İşte 21 Şubat'ta bunu anlattım ve ya yüzde 4.3'ün ciddiye alınacak bir oran olmadığını ya da (hiç ihtimal vermiyorum) Türk halkının depremden dolayı hiç üzülmediğini yazdım.
TÜİK ne diyor?
TÜİK, bu yazım üzerine aynı gün bir açıklama gönderdi. İlgili bölümü aynen aktarıyorum:
“Anket uygulamasına (şubat için) 1 Şubat 2023 tarihinde başlanmış olup, deprem felaketinin gerçekleştiği 6 Şubat 2023 tarihine kadar çalışma kapsamındaki anketlerin büyük bir kısmı tamamlanmıştır. 6 Şubat tarihi itibarıyla ulusal yas döneminde, cevaplayıcıların hassasiyetine saygı gereği Kurumsal karar alınarak anket uygulaması durdurulmuştur. Bu nedenle deprem sonrası durum verilere yansımamıştır. Depremin etkilerinin bir sonraki ay tüketici güveni verilerine yansıması beklenmektedir.”
Peki depremin etkileri bir sonraki aya, yani mart ayına yansıdı mı?
Yansımamış, daha doğrusu yansıtılmamış!
Sebep?
TÜİK tarafından dün yapılan mart ayı tüketici güven endeksi açıklamasında bu konuda şöyle deniliyor:
“Tüketici eğilim anketi, deprem felaketinden etkilenen Adıyaman, Gaziantep, Hatay, Kahramanmaraş, Kilis, Malatya ve Osmaniye illerinde yapılmamıştır.”
Niye yapılmadığı sorulsa, alınacak yanıt belli:
“Deprem bölgesindekilerin hassasiyeti...”
Deprem bölgesinde çadırlarda felaket koşullarda yaşamını sürdürmeye çalışanlara soramadınız; isteseniz sorabilirdiniz de pek işinize gelmedi belli ki, peki sormayın, tamam. Oralarda yaşayan başka kimse yok mu, onlara sorun!
Türkiye böyle bir felaket yaşıyor ve doğru dürüst anket çalışması yapılmadığı için tüketici güveni şubata göre yalnızca yüzde 2.5 düşüyor.
Tüketici güven endeksi hesaplamak zorunda mısınız bilmiyorum; ama böyle yapacaksanız hiç yapmayın daha iyi!
Emekli maaşına yapılan zamda kapsam genişler mi?
Cumhurbaşkanı Erdoğan’ın halen 5.500 lira olan en düşük emekli maaşının 7.500 liraya çıkarılacağını açıklamasından sonra bir tartışma başladı ve memnuniyetle birlikte hoşnutsuzluk sesleri da dalga dalga yayılıyor.
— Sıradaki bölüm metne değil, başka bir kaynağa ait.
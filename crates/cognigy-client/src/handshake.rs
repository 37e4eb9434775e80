//! Two-phase session startup.
//!
//! Phase one opens the transport with the token in the query and waits for
//! `connected`. Phase two emits `init` and waits for `initResponse`. An
//! `exception` in either phase aborts, as does a `disconnect()` issued meanwhile.

use crate::config::{EarlyEvents, HandshakeMode, SessionConfig};
use crate::credentials::Token;
use crate::error::Error;
use crate::session::Shared;
use crate::transport::{Channel, Connection, OpenRequest, Transport, TransportSignal};
use cognigy_types::{ClientCommand, ErrorResponse, InboundEvent, InitRequest, events};
use std::sync::Arc;
use std::time::Duration;
use tokio::sync::{mpsc, watch};
use tracing::{debug, info, instrument};

/// A connection that finished its handshake.
pub(crate) struct Established {
    pub channel: Arc<dyn Channel>,
    pub signals: mpsc::Receiver<TransportSignal>,
    /// Events kept under [`EarlyEvents::Buffer`], in arrival order.
    pub early: Vec<InboundEvent>,
}

#[derive(Debug, Clone, Copy, PartialEq, Eq)]
enum Phase {
    Transport,
    Init,
}

impl Phase {
    fn fail(self, reason: impl Into<String>) -> Error {
        match self {
            Phase::Transport => Error::Connection(reason.into()),
            Phase::Init => Error::Initialization(reason.into()),
        }
    }

    fn timed_out(self, limit: Duration) -> Error {
        match self {
            Phase::Transport => Error::Connection(format!("connect timed out after {limit:?}")),
            Phase::Init => Error::Initialization(format!("no initResponse within {limit:?}")),
        }
    }
}

/// Query parameters sent with the transport handshake.
pub(crate) fn open_request(config: &SessionConfig, token: &Token) -> OpenRequest {
    OpenRequest {
        endpoint: config.endpoint.clone(),
        query: vec![
            ("token".to_string(), token.expose().to_string()),
            ("upgrade".to_string(), "false".to_string()),
        ],
        options: config.protocol.clone(),
    }
}

pub(crate) fn init_request(config: &SessionConfig) -> InitRequest {
    InitRequest {
        flow: config.flow.clone(),
        language: config.language.clone(),
        version: config.version,
        passthrough_ip: config.passthrough_ip.clone(),
        reset_state: config.reset_state,
        reset_context: config.reset_context,
    }
}

/// Runs both phases. On failure the channel is closed before returning; the
/// caller owns the state rollback.
#[instrument(skip_all, fields(endpoint = %shared.config.endpoint, flow = %shared.config.flow))]
pub(crate) async fn perform(
    shared: &Shared,
    transport: &dyn Transport,
    token: &Token,
) -> Result<Established, Error> {
    let config = &shared.config;
    let Connection {
        channel,
        mut signals,
    } = transport
        .open(open_request(config, token))
        .await
        .map_err(|e| Error::Connection(e.to_string()))?;
    let mut shutdown = shared.shutdown_signal();
    let mut early = Vec::new();

    let outcome = run_phases(
        shared,
        channel.as_ref(),
        &mut signals,
        &mut shutdown,
        &mut early,
    )
    .await;

    match outcome {
        Ok(()) => Ok(Established {
            channel,
            signals,
            early,
        }),
        Err(e) => {
            channel.close().await;
            Err(e)
        }
    }
}

async fn run_phases(
    shared: &Shared,
    channel: &dyn Channel,
    signals: &mut mpsc::Receiver<TransportSignal>,
    shutdown: &mut watch::Receiver<bool>,
    early: &mut Vec<InboundEvent>,
) -> Result<(), Error> {
    let config = &shared.config;
    wait_for(
        Phase::Transport,
        signals,
        shutdown,
        config.connect_timeout,
        config.early_events,
        early,
    )
    .await?;
    shared.lock_state().transport_connected()?;
    info!("transport connected");

    if config.handshake == HandshakeMode::SinglePhase {
        return Ok(());
    }
    let init = ClientCommand::Init(init_request(config));
    channel
        .emit(init.event_name(), init.to_payload()?)
        .await
        .map_err(|e| Error::Initialization(e.to_string()))?;
    wait_for(
        Phase::Init,
        signals,
        shutdown,
        config.init_timeout,
        config.early_events,
        early,
    )
    .await?;
    info!("init acknowledged");
    Ok(())
}

/// Waits for the signal that completes `phase`.
async fn wait_for(
    phase: Phase,
    signals: &mut mpsc::Receiver<TransportSignal>,
    shutdown: &mut watch::Receiver<bool>,
    timeout: Option<Duration>,
    policy: EarlyEvents,
    early: &mut Vec<InboundEvent>,
) -> Result<(), Error> {
    let wait = async {
        loop {
            let signal = tokio::select! {
                signal = signals.recv() => signal,
                _ = shutdown.wait_for(|closed| *closed) => return Err(Error::Closed),
            };
            let Some(signal) = signal else {
                return Err(phase.fail("transport went away"));
            };
            match signal {
                TransportSignal::Connected if phase == Phase::Transport => return Ok(()),
                TransportSignal::ConnectError(reason) if phase == Phase::Transport => {
                    return Err(Error::Connection(reason));
                }
                TransportSignal::ConnectTimeout if phase == Phase::Transport => {
                    return Err(Error::Connection("transport reported connect timeout".into()));
                }
                TransportSignal::Disconnected(reason) => {
                    return Err(phase.fail(format!("disconnected: {reason}")));
                }
                TransportSignal::Event(event)
                    if phase == Phase::Init && event.name == events::INIT_RESPONSE =>
                {
                    return Ok(());
                }
                TransportSignal::Event(event) if event.name == events::EXCEPTION => {
                    let message = ErrorResponse::from_payload(&event.payload)
                        .map(|err| err.message)
                        .unwrap_or_else(|_| event.payload.to_string());
                    return Err(phase.fail(format!("backend exception: {message}")));
                }
                TransportSignal::Event(event) => match policy {
                    EarlyEvents::Drop => debug!(event = %event.name, "dropping event received before ready"),
                    EarlyEvents::Buffer => early.push(event),
                },
                other => debug!(?other, ?phase, "ignoring lifecycle signal"),
            }
        }
    };

    match timeout {
        Some(limit) => tokio::time::timeout(limit, wait)
            .await
            .map_err(|_| phase.timed_out(limit))?,
        None => wait.await,
    }
}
En düşük maaşın artırılacak olması bu maaşla yetinmek durumunda olanların elbette hoşuna gitti ama 7.500 liranın hemen üstünde maaş alanların hiçbir kazancı olmadı.
Şimdi istenen, tüm emekli maaşlarının 5.500'den 7.500'e çıkışta söz konusu olan yüzde 36 oranında artırılması. Tüm maaşlara aynı oran uygulanması yüksek maaşlılar lehine bir durum yaratacağından ve maaşlar arasındaki farkın daha da açılmasına yol açacağından, en azından herkese 2 bin lira zam yapılması. İstenen bu.
Köklü bir düzenleme yapmıyor, yapamıyorsanız; bir tarafı düzeltirken bir tarafı da bozarsınız. Şimdi de adeta aynı durum yaşanıyor.
Bütün emeklilere yüzde 36 ya da 2 bin lira zam yapsanız bu sefer de memurlar benzer bir zam talep edecek. Kaldı ki bunu istemek en doğal hakları.
Peki hükümet bu maaş artışını yapabilecek mi?
Bilemem! Ama şunu bilirim; seçim anketleri kötü geldiği sürece yeni yeni iyileştirmeler için formül bulunmaya çalışılacak.
Bu formüller ya seçimi kazandırır ya da en azından seçimi kazanacaklara bayağı bir yük bırakır.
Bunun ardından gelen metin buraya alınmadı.